Yvand/EntraCP

Azure CP - Failing to claim access token reliably

Closed this issue · 11 comments

Hi Yvand, been using Azure CP on a pair of our farms and in the past month or so have started encountering the following error in our ULS logs with the people picker becoming unreliable when searching for Azure users;

"[AzureCP] Could not get access token before timeout of 15000ms for tenant 'example.onmicrosoft.com' on cloud instance 'ExampleInstance'"

This repeats about 7 or 8 times at which point it would then claim a token and work without issue for an hour. The same then repeats every time the token is refreshed. I updated a Pre-Prod instance to 19.0.20210211.1285 to take advantage of the advised improvements to token handling.

Initial Token Claim after Update:
The issue has persisted post upgrade on this Pre-Prod instance with the same behaviour and initial error. With some additional Graph related errors, we didn’t get these on the previous version.

Before Claiming the Token, one instance of:
"[AzureCP] Unexpected error occurred in Microsoft.Graph could not query tenant 'example.onmicrosoft.com': Microsoft.Graph.ServiceException: Code: InvalidAuthenticationToken Message: Access token is empty.

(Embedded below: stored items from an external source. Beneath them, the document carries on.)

use std::fmt;

use crate::coins::Coins;

/// Every way a ledger or lottery action can be refused.
/// All variants are user-visible; none of them is fatal to the module.
#[derive(Debug, Clone, PartialEq, Eq)]
pub enum CoinError {
    /// Zero or out-of-bounds coin adjustment
    InvalidAmount(Coins),
    /// Wrong count, out of range or repeated numbers
    InvalidPick(String),
    InsufficientBalance { balance: Coins, required: Coins },
    DuplicateTicket,
    EmptyPool(String),
    /// Store write failed after validation passed
    PersistenceFailure(String),
    UnknownStudent { class_id: String, student_name: String },
    CredentialMismatch,
    Unauthorized,
    /// Serialized activity log could not be parsed
    CorruptLog(String),
    InvalidImport(String),
    /// Host timestamp (micros since epoch) that can't be placed in class time
    InvalidTimestamp(i64),
}

impl fmt::Display for CoinError {
    fn fmt(&self, f: &mut fmt::Formatter<'_>) -> fmt::Result {
        match self {
            CoinError::InvalidAmount(amount) => write!(f, "Invalid coin amount: {}", amount),
            CoinError::InvalidPick(reason) => write!(f, "Invalid pick: {}", reason),
            CoinError::InsufficientBalance { balance, required } => {
                write!(f, "Insufficient balance: have {}, need {}", balance, required)
            }
            CoinError::DuplicateTicket => {
                write!(f, "A ticket with the same numbers is already in the pool")
            }
            CoinError::EmptyPool(class_id) => write!(f, "No tickets in the pool for class {}", class_id),
            CoinError::PersistenceFailure(reason) => write!(f, "Failed to persist: {}", reason),
            CoinError::UnknownStudent { class_id, student_name } => {
                write!(f, "Student {} not found in class {}", student_name, class_id)
            }
            CoinError::CredentialMismatch => write!(f, "Wrong password"),
            CoinError::Unauthorized => write!(f, "Unauthorized"),
            CoinError::CorruptLog(reason) => write!(f, "Corrupt activity log: {}", reason),
            CoinError::InvalidImport(reason) => write!(f, "Invalid import: {}", reason),
            CoinError::InvalidTimestamp(micros) => write!(f, "Timestamp out of range: {}", micros),
        }
    }
}

impl std::error::Error for CoinError {}

impl From<CoinError> for String {
    fn from(err: CoinError) -> Self {
        err.to_string()
    }
}
// src/config.rs

use crate::errors::{AppError, Result}; // Use AppError specific Result
use dotenvy::dotenv;
use std::env;

/// Default sliding TTL for cart entries: 7 days.
pub const DEFAULT_CART_TTL_SECS: u64 = 604_800;

#[derive(Debug, Clone)] // Clone is useful if parts of config are passed around
pub struct AppConfig {
  pub server_host: String,
  pub server_port: u16,
  pub database_url: String,
  pub redis_url: String,

  /// Sliding expiration window for cart entries, refreshed on every write.
  pub cart_ttl_secs: u64,
  /// How many extra attempts the cart store makes before surfacing
  /// a transient backend failure to the caller.
  pub cart_store_retries: u32,
}

impl AppConfig {
  pub fn from_env() -> Result<Self> {
    dotenv().ok(); // Load .env file if present

    let get_env = |var_name: &str| {
      env::var(var_name).map_err(|e| AppError::Config(format!("Missing environment variable '{}': {}", var_name, e)))
    };

    let server_host = get_env("SERVER_HOST").unwrap_or_else(|_| "127.0.0.1".to_string());
    let server_port = get_env("SERVER_PORT")
      .unwrap_or_else(|_| "8080".to_string())
      .parse::<u16>()
      .map_err(|e| AppError::Config(format!("Invalid SERVER_PORT: {}", e)))?;
    let database_url = get_env("DATABASE_URL")?;
    let redis_url = get_env("REDIS_URL")?;

    let cart_ttl_secs = get_env("CART_TTL_SECS")
      .unwrap_or_else(|_| DEFAULT_CART_TTL_SECS.to_string())
      .parse::<u64>()
      .map_err(|e| AppError::Config(format!("Invalid CART_TTL_SECS: {}", e)))?;
    let cart_store_retries = get_env("CART_STORE_RETRIES")
      .unwrap_or_else(|_| "2".to_string())
      .parse::<u32>()
      .map_err(|e| AppError::Config(format!("Invalid CART_STORE_RETRIES: {}", e)))?;

    tracing::info!("Application configuration loaded successfully.");

    Ok(Self {
      server_host,
      server_port,
      database_url,
      redis_url,
      cart_ttl_secs,
      cart_store_retries,
    })
  }
}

Inner Error: AdditionalData: date: 2021…"

After Claiming the Token, Four instances of:

“[AzureCP] Unexpected error occurred Microsoft.Graph could not query tenant 'example.onmicrosoft.com': System.Threading.Tasks.TaskCanceledException: A task was canceled., Callstack:
at System.Runtime.CompilerService.Task.Awaiter.ThrowForNonSuccess(Task task)
at System.Runtime.CompilerService.Task.Awaiter.HandleNonSuccessAndDebuggerNotification (Task task)
at Microsoft.Graph.HttpProvider.<SendRequestAsync.d__19.MoveNext

People Picker will fail to return results saying it can’t reach the server until a search is done after the token claim.

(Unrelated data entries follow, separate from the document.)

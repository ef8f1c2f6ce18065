// src/state.rs
use crate::config::AppConfig;
use redis::aio::ConnectionManager;
use sqlx::PgPool;
use std::sync::Arc;

#[derive(Clone)]
pub struct AppState {
  pub db_pool: PgPool,
  pub redis: ConnectionManager,
  pub config: Arc<AppConfig>, // Share loaded config
}
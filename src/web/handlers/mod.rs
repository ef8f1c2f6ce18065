pub mod cart_handlers;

When next claiming a token after an hour

The token takes 7 attempts once again to be claimed and new errors are presented by MicosoftGraph. These stop on their own if a new search is attempted.

Six Instances of after token claim:

[AzureCP] Unexpected error occurred Microsoft.Graph could not query tenant ‘example.onmicrosoft.com’: System.FormatException Cannot add value because header ‘Authorization’ does not support multiple values., Callstack:
at System.Net.Http.Headers.HttpHeaders.ParseAndAddValue(String name, HeaderStoreItemInfo info, String value)
at System.Net.Http.Headers.HttpHeaders.Add(String name, String value)
at azurecp.AADAppOnlyAuthenticationProvider.d__13.MoveNext() --- End of stack trace from previous location where exception was thrown ---
at System.Runtime.ExceptionServices.ExceptionDispatchInfo.Throw()
at Microsoft.Graph.AuthenticationHandler.d__15.MoveNext() --- End of stack trace from previous location where exception was thrown ---
at System.Runtime.ExceptionServices.ExceptionDispatchInfo.Throw()
at System.Runtime.CompilerServices.TaskAwaiter.HandleNonSuccessAndDebuggerNotification(Task task)
at Microsoft.Graph.AuthenticationHandler.d__16.MoveNext() --- End of stack trace from previous location where exception was thrown ---
at System.Runtime.ExceptionServices.ExceptionDispatchInfo.Throw()
at System.Runtime.CompilerServices.TaskAwaiter.HandleNonSuccessAndDebuggerNotification(Task task)
at Microsoft.Graph.HttpProvider.d__19.MoveNext()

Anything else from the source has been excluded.